-------- Extracted entries --------

//! Company mention scanning for personal-domain senders

use regex::Regex;
use serde::{Deserialize, Serialize};
use std::collections::HashSet;
use std::sync::LazyLock;

// Emphasized form: "at *Acme Corp*" / "at **Acme Corp**". Bounded capture,
// never crossing a line break.
static BOLD_MENTION: LazyLock<Regex> = LazyLock::new(|| {
    Regex::new(r"(?i)\bat[ \t]+\*{1,2}([^*\r\n]{1,60}?)\*{1,2}").unwrap()
});

// Plain form: "at Acme Corp". A run of capitalized tokens, at most six, so
// the capture stops before unrelated trailing sentence text.
static PLAIN_MENTION: LazyLock<Regex> = LazyLock::new(|| {
    Regex::new(
        r"\b(?i:at)[ \t]+([A-Z][A-Za-z0-9&'-]*(?:[ \t][A-Z0-9][A-Za-z0-9&'-]*){0,5})",
    )
    .unwrap()
});

/// The set of email provider domains used by individuals rather than a
/// specific business.
///
/// Injectable configuration: hosts extend or replace the default list
/// without code change, and may deserialize it straight from their own
/// config file as a list of strings.
#[derive(Debug, Clone, Serialize, Deserialize)]
#[serde(from = "Vec<String>")]
pub struct PersonalDomains(HashSet<String>);

impl PersonalDomains {
    /// Build a set from arbitrary domains; entries are lower-cased
    pub fn new<I, S>(domains: I) -> Self
    where
        I: IntoIterator<Item = S>,
        S: Into<String>,
    {
        Self(
            domains
                .into_iter()
                .map(|d| d.into().to_lowercase())
                .collect(),
        )
    }

    /// Case-insensitive exact membership test
    #[must_use]
    pub fn contains(&self, domain: &str) -> bool {
        self.0.contains(&domain.to_lowercase())
    }

    /// Add a provider domain to the set
    pub fn insert(&mut self, domain: impl Into<String>) {
        self.0.insert(domain.into().to_lowercase());
    }

    #[must_use]
    pub fn len(&self) -> usize {
        self.0.len()
    }

    #[must_use]
    pub fn is_empty(&self) -> bool {
        self.0.is_empty()
    }
}

impl Default for PersonalDomains {
    fn default() -> Self {
        Self::new([
            "gmail.com",
            "googlemail.com",
            "yahoo.com",
            "outlook.com",
            "hotmail.com",
            "live.com",
            "msn.com",
            "protonmail.com",
            "proton.me",
            "icloud.com",
            "aol.com",
            "gmx.com",
        ])
    }
}

impl From<Vec<String>> for PersonalDomains {
    fn from(domains: Vec<String>) -> Self {
        Self::new(domains)
    }
}

/// Scan body text for an explicit "at <Company>" mention.
///
/// Both the emphasized and the plain form are tried; the first match in
/// document order wins, with the emphasized form breaking position ties.
/// Returns `None` when nothing matches.
#[must_use]
pub fn scan_company_mention(body_text: &str) -> Option<String> {
    let bold = BOLD_MENTION.captures(body_text);
    let plain = PLAIN_MENTION.captures(body_text);

    let capture = match (bold, plain) {
        (Some(b), Some(p)) => {
            let b_start = b.get(0).map_or(usize::MAX, |m| m.start());
            let p_start = p.get(0).map_or(usize::MAX, |m| m.start());
            if b_start <= p_start { b } else { p }
        }
        (Some(b), None) => b,
        (None, Some(p)) => p,
        (None, None) => return None,
    };

    let name = capture
        .get(1)?
        .as_str()
        .trim()
        .trim_end_matches(['.', ',', ';', ':', '!', '?'])
        .trim();

    if name.is_empty() {
        None
    } else {
        Some(name.to_string())
    }
}
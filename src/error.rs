//! Error types for the lead intake pipeline

use thiserror::Error;

/// Errors that can occur while parsing, enriching or persisting a lead.
///
/// The variants mirror how the pipeline recovers from each failure:
/// `Parse` rejects the email before any store write, `Enrichment` degrades
/// to a domain-only company, `DuplicateKey` is an expected outcome of the
/// uniqueness constraints, and `Store` is fatal for the current email.
#[derive(Error, Debug)]
pub enum IntakeError {
    /// No sender address could be extracted from the headers
    #[error("no parseable From address found: {0}")]
    Parse(String),

    /// The company suggestion lookup failed or timed out
    #[error("company lookup failed: {0}")]
    Enrichment(String),

    /// A uniqueness constraint rejected an insert
    #[error("duplicate {entity} for key {key}")]
    DuplicateKey { entity: &'static str, key: String },

    /// Any other persistence failure
    #[error("store operation failed: {0}")]
    Store(String),
}

impl IntakeError {
    /// Whether this error is a uniqueness violation rather than a real
    /// store failure.
    #[must_use]
    pub const fn is_duplicate(&self) -> bool {
        matches!(self, Self::DuplicateKey { .. })
    }
}

/// Result type for lead intake operations
pub type Result<T> = std::result::Result<T, IntakeError>;
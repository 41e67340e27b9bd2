use lead_intake::{PersonalDomains, scan_company_mention};

// --- personal domain set ---

#[test]
fn test_default_personal_domains() {
    let domains = PersonalDomains::default();
    for d in ["gmail.com", "outlook.com", "yahoo.com", "hotmail.com"] {
        assert!(domains.contains(d), "{d} should be personal");
    }
    assert!(!domains.contains("innovate.tech"));
    assert!(!domains.contains("acme.com"));
}

#[test]
fn test_personal_domains_case_insensitive() {
    let domains = PersonalDomains::default();
    assert!(domains.contains("Gmail.COM"));
}

#[test]
fn test_personal_domains_extensible_without_code_change() {
    let mut domains = PersonalDomains::default();
    assert!(!domains.contains("corp-mail.example"));

    domains.insert("Corp-Mail.example");
    assert!(domains.contains("corp-mail.example"));
}

#[test]
fn test_personal_domains_from_config_list() {
    let json = r#"["gmail.com", "Web.DE"]"#;
    let domains: PersonalDomains = serde_json::from_str(json).unwrap();

    assert_eq!(domains.len(), 2);
    assert!(domains.contains("web.de"));
    assert!(!domains.contains("yahoo.com"));
}

// --- mention scanning ---

#[test]
fn test_scan_bold_mention() {
    let body = "Hi, I'm the VP of Ops at **Acme Corporation**. We need 50 seats.";
    assert_eq!(
        scan_company_mention(body).as_deref(),
        Some("Acme Corporation")
    );
}

#[test]
fn test_scan_single_star_emphasis() {
    let body = "I head procurement at *Initech* these days.";
    assert_eq!(scan_company_mention(body).as_deref(), Some("Initech"));
}

#[test]
fn test_scan_plain_mention_stops_at_sentence_end() {
    let body = "I work at Globex Industries. Call me any time.";
    assert_eq!(
        scan_company_mention(body).as_deref(),
        Some("Globex Industries")
    );
}

#[test]
fn test_scan_plain_mention_stops_at_line_break() {
    let body = "We met at Hooli\nlast week at the expo";
    assert_eq!(scan_company_mention(body).as_deref(), Some("Hooli"));
}

#[test]
fn test_scan_plain_mention_does_not_swallow_lowercase_tail() {
    let body = "I'm at Stark Industries looking for a vendor";
    assert_eq!(
        scan_company_mention(body).as_deref(),
        Some("Stark Industries")
    );
}

#[test]
fn test_scan_first_mention_in_document_order() {
    let body = "Currently at Umbrella Labs, though I used to be at **Wayne Enterprises**.";
    assert_eq!(
        scan_company_mention(body).as_deref(),
        Some("Umbrella Labs")
    );
}

#[test]
fn test_scan_bold_wins_position_tie() {
    let body = "Our team at **Cyberdyne Systems** is evaluating options.";
    assert_eq!(
        scan_company_mention(body).as_deref(),
        Some("Cyberdyne Systems")
    );
}

#[test]
fn test_scan_no_mention() {
    assert!(scan_company_mention("Just wanted to say hello.").is_none());
    assert!(scan_company_mention("").is_none());
}

#[test]
fn test_scan_mention_requires_capitalized_company() {
    assert!(scan_company_mention("we met at the airport yesterday").is_none());
}

#[test]
fn test_scan_bounded_capture() {
    // A mention longer than the bound must not swallow the whole line.
    let body = "at One Two Three Four Five Six Seven Eight";
    let mention = scan_company_mention(body).unwrap();
    assert_eq!(mention, "One Two Three Four Five Six");
}
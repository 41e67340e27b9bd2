use lead_intake::{
    IntakeOutcome, LeadPersistenceCoordinator, LeadStore, NewCompany, NewLead, NoLookup,
    PersonalDomains, RawEmail, SqliteStore,
};

fn new_lead(email: &str) -> NewLead {
    NewLead {
        email: email.to_string(),
        first_name: Some("Jane".to_string()),
        last_name: Some("Roe".to_string()),
    }
}

fn new_company(domain: &str) -> NewCompany {
    NewCompany {
        name: Some("Acme Corporation".to_string()),
        domain: domain.to_string(),
        logo_url: None,
    }
}

#[test]
fn test_insert_and_select_company() {
    let store = SqliteStore::open_in_memory().unwrap();

    let created = store.insert_company(&new_company("acme.com")).unwrap();
    let found = store.find_company_by_domain("acme.com").unwrap().unwrap();

    assert_eq!(found.id, created.id);
    assert_eq!(found.name.as_deref(), Some("Acme Corporation"));
    assert!(found.description.is_none());
    assert!(store.find_company_by_domain("other.example").unwrap().is_none());
}

#[test]
fn test_duplicate_lead_email_classified() {
    let store = SqliteStore::open_in_memory().unwrap();

    store.insert_lead(&new_lead("jane@acme.com")).unwrap();
    let err = store.insert_lead(&new_lead("jane@acme.com")).unwrap_err();

    assert!(err.is_duplicate());
}

#[test]
fn test_duplicate_lead_email_case_insensitive() {
    let store = SqliteStore::open_in_memory().unwrap();

    store.insert_lead(&new_lead("jane@acme.com")).unwrap();
    let err = store.insert_lead(&new_lead("Jane@ACME.com")).unwrap_err();

    assert!(err.is_duplicate());
}

#[test]
fn test_duplicate_company_domain_classified() {
    let store = SqliteStore::open_in_memory().unwrap();

    store.insert_company(&new_company("acme.com")).unwrap();
    let err = store.insert_company(&new_company("acme.com")).unwrap_err();

    assert!(err.is_duplicate());
}

#[test]
fn test_link_lead_to_company() {
    let store = SqliteStore::open_in_memory().unwrap();

    let lead = store.insert_lead(&new_lead("jane@acme.com")).unwrap();
    let company = store.insert_company(&new_company("acme.com")).unwrap();

    store.link_lead_company(lead.id, company.id).unwrap();
}

#[test]
fn test_link_missing_lead_is_store_error() {
    let store = SqliteStore::open_in_memory().unwrap();
    let company = store.insert_company(&new_company("acme.com")).unwrap();

    let err = store
        .link_lead_company(lead_intake::LeadId(999), company.id)
        .unwrap_err();

    assert!(!err.is_duplicate());
}

#[test]
fn test_pipeline_over_sqlite() {
    let store = SqliteStore::open_in_memory().unwrap();
    let coordinator =
        LeadPersistenceCoordinator::new(&store, &NoLookup, PersonalDomains::default());

    let raw = RawEmail::new(
        "From: Jane Roe <jane@acme-widgets.com>",
        "Interested in an enterprise plan.",
    );

    let first = coordinator.process(&raw).unwrap();
    let IntakeOutcome::Linked { lead, company } = first else {
        panic!("expected Linked, got {first:?}");
    };
    assert_eq!(lead.company_id, Some(company.id));

    let second = coordinator.process(&raw).unwrap();
    assert!(matches!(second, IntakeOutcome::Duplicate { .. }));

    // The company row is reused on the next lead from the same domain.
    let third = coordinator
        .process(&RawEmail::new(
            "From: <ops@acme-widgets.com>",
            "Following up for Jane.",
        ))
        .unwrap();
    let IntakeOutcome::Linked { company: reused, .. } = third else {
        panic!("expected Linked");
    };
    assert_eq!(reused.id, company.id);
}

--------

Reproduce the listing above exactly, but only from its first line through the line holding "static BOLD_MENTION: LazyLock<Regex>"; both of those lines are included.

//! Company mention scanning for personal-domain senders

use regex::Regex;
use serde::{Deserialize, Serialize};
use std::collections::HashSet;
use std::sync::LazyLock;

// Emphasized form: "at *Acme Corp*" / "at **Acme Corp**". Bounded capture,
// never crossing a line break.
static BOLD_MENTION: LazyLock<Regex> = LazyLock::new(|| {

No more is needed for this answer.